- _Work request_
Restate word for word, and only, the lines that extend from the line containing "let mut remaining = pg.clone();" through the end of the records below.

Stored data entries
------------------------------------------------

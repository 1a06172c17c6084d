//! Candidate extraction from a BLS periodogram.
//!
//! Peaks are taken greedily: the highest remaining power becomes the next
//! candidate, then every trial period within the exclusion window around it
//! is discarded so that aliases and the wings of the same peak cannot be
//! picked again.

use log::{debug, info};

use crate::bls::Periodogram;
use crate::stats;
use crate::types::{RankParams, TransitCandidate};

/// Power level a peak must exceed when `noise_sigma` is set.
pub fn noise_floor(pg: &Periodogram, noise_sigma: f64) -> Option<f64> {
    let centre = stats::median(&pg.power)?;
    let spread = stats::mad(&pg.power)?;
    Some(centre + noise_sigma * stats::MAD_TO_SIGMA * spread)
}

/// Extract up to `params.count` candidates, strongest first.
///
/// Returns fewer candidates when the periodogram runs out of periods or,
/// with a noise floor configured, out of significant peaks.
pub fn rank_candidates(pg: &Periodogram, params: &RankParams) -> Vec<TransitCandidate> {
    let floor = params.noise_sigma.and_then(|k| noise_floor(pg, k));
    let mut remaining = pg.clone();
    let mut candidates = Vec::with_capacity(params.count);

    while candidates.len() < params.count {
        let Some(i) = remaining.argmax() else {
            break;
        };
        let power = remaining.power[i];
        if let Some(floor) = floor {
            if power <= floor {
                debug!("Peak at {:.4} d (power {:.1}) is below the noise floor {:.1}", remaining.periods[i], power, floor);
                break;
            }
        }

        let candidate = remaining.candidate_at(i, candidates.len() + 1);
        remaining = remaining.without_window(candidate.period, params.exclusion_window);
        candidates.push(candidate);
    }

    info!(
        "Extracted {} of {} requested candidates (exclusion ±{:.2} d)",
        candidates.len(),
        params.count,
        params.exclusion_window
    );
    candidates
}

/// Index of the literature period closest to `period`, if any lies within
/// `tolerance` days.
pub fn match_known_period(period: f64, known: &[f64], tolerance: f64) -> Option<usize> {
    known
        .iter()
        .enumerate()
        .map(|(i, &k)| (i, (k - period).abs()))
        .filter(|&(_, d)| d <= tolerance)
        .min_by(|a, b| a.1.partial_cmp(&b.1).unwrap_or(std::cmp::Ordering::Equal))
        .map(|(i, _)| i)
}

------------------------------------------------

- _Answer space_
    let mut remaining = pg.clone();
    let mut candidates = Vec::with_capacity(params.count);

    while candidates.len() < params.count {
        let Some(i) = remaining.argmax() else {
            break;
        };
        let power = remaining.power[i];
        if let Some(floor) = floor {
            if power <= floor {
                debug!("Peak at {:.4} d (power {:.1}) is below the noise floor {:.1}", remaining.periods[i], power, floor);
                break;
            }
        }

        let candidate = remaining.candidate_at(i, candidates.len() + 1);
        remaining = remaining.without_window(candidate.period, params.exclusion_window);
        candidates.push(candidate);
    }

    info!(
        "Extracted {} of {} requested candidates (exclusion ±{:.2} d)",
        candidates.len(),
        params.count,
        params.exclusion_window
    );
    candidates
}

/// Index of the literature period closest to `period`, if any lies within
/// `tolerance` days.
pub fn match_known_period(period: f64, known: &[f64], tolerance: f64) -> Option<usize> {
    known
        .iter()
        .enumerate()
        .map(|(i, &k)| (i, (k - period).abs()))
        .filter(|&(_, d)| d <= tolerance)
        .min_by(|a, b| a.1.partial_cmp(&b.1).unwrap_or(std::cmp::Ordering::Equal))
        .map(|(i, _)| i)
}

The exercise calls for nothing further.